*RECORDS PROVIDED*.
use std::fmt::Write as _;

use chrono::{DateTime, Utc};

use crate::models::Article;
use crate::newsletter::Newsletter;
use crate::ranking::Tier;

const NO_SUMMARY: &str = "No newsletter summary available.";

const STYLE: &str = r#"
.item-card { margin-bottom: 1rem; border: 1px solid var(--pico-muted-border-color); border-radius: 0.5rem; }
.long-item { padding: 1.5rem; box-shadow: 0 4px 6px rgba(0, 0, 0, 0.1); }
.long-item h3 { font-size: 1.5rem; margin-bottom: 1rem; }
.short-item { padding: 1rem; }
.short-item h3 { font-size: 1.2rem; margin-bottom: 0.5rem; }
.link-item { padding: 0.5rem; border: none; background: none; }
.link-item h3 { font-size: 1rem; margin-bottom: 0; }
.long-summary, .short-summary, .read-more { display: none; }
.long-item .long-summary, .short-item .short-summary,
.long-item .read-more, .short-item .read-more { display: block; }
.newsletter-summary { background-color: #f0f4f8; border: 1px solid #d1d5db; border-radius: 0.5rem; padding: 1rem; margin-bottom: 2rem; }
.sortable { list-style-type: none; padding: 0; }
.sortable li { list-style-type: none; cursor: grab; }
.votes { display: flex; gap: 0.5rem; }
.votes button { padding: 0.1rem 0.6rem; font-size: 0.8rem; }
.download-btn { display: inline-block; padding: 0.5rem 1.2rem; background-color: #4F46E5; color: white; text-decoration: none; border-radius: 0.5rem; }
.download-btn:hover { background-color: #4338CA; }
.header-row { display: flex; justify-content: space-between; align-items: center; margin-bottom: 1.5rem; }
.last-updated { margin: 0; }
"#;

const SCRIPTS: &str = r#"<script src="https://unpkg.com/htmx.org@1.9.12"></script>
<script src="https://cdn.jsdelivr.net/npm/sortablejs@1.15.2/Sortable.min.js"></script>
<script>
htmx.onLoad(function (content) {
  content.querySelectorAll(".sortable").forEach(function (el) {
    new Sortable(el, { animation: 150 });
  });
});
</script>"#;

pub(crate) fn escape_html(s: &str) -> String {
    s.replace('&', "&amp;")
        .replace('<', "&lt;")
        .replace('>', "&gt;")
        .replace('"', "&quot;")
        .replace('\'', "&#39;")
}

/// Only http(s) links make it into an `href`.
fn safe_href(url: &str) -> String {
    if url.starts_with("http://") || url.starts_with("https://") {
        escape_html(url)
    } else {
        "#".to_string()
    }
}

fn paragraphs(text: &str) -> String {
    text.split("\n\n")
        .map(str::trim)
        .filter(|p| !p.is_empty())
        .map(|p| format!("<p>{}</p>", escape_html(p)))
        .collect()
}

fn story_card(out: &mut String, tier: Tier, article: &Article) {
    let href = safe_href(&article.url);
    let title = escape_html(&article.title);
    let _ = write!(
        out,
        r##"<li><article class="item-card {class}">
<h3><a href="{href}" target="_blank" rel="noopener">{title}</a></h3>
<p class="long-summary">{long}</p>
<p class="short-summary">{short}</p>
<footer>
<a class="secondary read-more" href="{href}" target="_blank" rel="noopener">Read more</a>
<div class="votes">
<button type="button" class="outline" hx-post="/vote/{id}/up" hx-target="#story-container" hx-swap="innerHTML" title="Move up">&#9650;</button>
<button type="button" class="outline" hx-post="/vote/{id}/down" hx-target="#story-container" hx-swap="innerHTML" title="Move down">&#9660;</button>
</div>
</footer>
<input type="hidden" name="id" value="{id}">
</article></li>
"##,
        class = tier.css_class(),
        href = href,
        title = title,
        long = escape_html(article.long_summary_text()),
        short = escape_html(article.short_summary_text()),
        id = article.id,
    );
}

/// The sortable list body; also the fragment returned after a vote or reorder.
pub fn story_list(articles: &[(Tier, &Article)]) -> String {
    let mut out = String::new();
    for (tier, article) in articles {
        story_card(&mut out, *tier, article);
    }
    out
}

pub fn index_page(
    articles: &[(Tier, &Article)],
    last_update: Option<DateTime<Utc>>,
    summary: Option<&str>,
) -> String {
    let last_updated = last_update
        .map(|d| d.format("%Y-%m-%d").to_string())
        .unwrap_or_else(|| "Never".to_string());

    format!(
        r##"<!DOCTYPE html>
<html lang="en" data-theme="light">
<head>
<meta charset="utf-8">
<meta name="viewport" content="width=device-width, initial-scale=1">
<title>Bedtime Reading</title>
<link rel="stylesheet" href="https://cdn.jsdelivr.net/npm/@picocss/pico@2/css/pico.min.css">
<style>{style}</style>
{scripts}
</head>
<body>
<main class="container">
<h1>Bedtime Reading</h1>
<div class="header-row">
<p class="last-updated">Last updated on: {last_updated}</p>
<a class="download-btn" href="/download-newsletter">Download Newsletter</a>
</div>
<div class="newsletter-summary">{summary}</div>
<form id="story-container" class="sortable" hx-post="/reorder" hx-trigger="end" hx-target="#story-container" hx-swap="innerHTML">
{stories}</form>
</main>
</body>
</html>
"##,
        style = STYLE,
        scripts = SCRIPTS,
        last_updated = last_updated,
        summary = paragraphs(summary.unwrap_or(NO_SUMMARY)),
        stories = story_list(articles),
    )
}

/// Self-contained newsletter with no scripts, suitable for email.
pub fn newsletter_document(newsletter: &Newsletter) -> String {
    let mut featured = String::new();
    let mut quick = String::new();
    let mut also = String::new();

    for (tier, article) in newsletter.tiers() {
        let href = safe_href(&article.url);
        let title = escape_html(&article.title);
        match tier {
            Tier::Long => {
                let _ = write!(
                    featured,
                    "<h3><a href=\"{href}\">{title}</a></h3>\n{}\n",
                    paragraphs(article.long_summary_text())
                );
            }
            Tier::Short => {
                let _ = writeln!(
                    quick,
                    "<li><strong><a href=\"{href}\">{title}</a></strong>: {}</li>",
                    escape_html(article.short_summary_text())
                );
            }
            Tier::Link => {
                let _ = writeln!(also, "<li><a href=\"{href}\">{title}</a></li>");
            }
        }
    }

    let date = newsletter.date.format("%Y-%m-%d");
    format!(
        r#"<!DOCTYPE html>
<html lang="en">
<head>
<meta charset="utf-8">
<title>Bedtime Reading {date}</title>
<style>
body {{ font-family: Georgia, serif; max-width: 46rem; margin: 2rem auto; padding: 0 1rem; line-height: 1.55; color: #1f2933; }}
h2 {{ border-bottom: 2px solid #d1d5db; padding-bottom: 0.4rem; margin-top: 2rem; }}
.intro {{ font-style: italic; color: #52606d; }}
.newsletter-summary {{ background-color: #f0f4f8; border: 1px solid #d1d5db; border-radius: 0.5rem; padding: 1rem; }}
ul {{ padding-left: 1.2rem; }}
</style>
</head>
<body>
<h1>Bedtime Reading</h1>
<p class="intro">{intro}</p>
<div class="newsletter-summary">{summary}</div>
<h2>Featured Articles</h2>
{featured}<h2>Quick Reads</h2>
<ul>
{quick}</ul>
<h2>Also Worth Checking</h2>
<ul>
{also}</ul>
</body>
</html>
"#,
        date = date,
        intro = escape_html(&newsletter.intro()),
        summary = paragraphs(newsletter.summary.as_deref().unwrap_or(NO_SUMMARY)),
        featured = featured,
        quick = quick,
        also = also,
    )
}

...

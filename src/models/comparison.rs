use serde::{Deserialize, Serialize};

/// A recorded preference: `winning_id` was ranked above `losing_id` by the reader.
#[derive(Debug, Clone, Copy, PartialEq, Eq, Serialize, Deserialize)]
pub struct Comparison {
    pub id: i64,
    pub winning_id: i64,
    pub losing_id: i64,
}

* * *

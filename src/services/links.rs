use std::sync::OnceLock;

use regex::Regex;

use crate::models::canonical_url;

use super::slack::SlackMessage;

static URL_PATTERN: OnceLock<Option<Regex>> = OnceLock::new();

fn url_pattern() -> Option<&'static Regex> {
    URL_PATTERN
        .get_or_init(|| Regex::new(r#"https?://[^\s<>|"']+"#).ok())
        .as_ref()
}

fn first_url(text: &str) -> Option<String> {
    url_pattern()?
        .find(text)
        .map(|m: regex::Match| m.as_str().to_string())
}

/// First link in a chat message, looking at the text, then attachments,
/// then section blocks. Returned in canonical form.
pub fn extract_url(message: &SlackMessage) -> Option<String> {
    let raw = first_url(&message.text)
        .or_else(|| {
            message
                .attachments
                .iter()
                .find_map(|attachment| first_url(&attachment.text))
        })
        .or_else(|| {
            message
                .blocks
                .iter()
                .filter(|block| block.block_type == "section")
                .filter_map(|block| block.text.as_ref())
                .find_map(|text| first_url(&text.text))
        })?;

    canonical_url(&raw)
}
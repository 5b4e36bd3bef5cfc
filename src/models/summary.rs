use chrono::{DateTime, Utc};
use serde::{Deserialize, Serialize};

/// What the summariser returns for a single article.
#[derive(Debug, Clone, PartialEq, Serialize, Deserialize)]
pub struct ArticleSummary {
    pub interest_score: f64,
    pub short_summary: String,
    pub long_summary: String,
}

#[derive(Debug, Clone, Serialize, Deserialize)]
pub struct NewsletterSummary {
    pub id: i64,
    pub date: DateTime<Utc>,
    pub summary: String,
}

*WHAT YOU NEED TO DO*. Above this instruction are the records; retype exactly the lines from the one containing "use std::fmt::Write as _;" up to and including the one containing "flex; gap: 0.5rem;".

*RESPONSE BOX*.
use std::fmt::Write as _;

use chrono::{DateTime, Utc};

use crate::models::Article;
use crate::newsletter::Newsletter;
use crate::ranking::Tier;

const NO_SUMMARY: &str = "No newsletter summary available.";

const STYLE: &str = r#"
.item-card { margin-bottom: 1rem; border: 1px solid var(--pico-muted-border-color); border-radius: 0.5rem; }
.long-item { padding: 1.5rem; box-shadow: 0 4px 6px rgba(0, 0, 0, 0.1); }
.long-item h3 { font-size: 1.5rem; margin-bottom: 1rem; }
.short-item { padding: 1rem; }
.short-item h3 { font-size: 1.2rem; margin-bottom: 0.5rem; }
.link-item { padding: 0.5rem; border: none; background: none; }
.link-item h3 { font-size: 1rem; margin-bottom: 0; }
.long-summary, .short-summary, .read-more { display: none; }
.long-item .long-summary, .short-item .short-summary,
.long-item .read-more, .short-item .read-more { display: block; }
.newsletter-summary { background-color: #f0f4f8; border: 1px solid #d1d5db; border-radius: 0.5rem; padding: 1rem; margin-bottom: 2rem; }
.sortable { list-style-type: none; padding: 0; }
.sortable li { list-style-type: none; cursor: grab; }
.votes { display: flex; gap: 0.5rem; }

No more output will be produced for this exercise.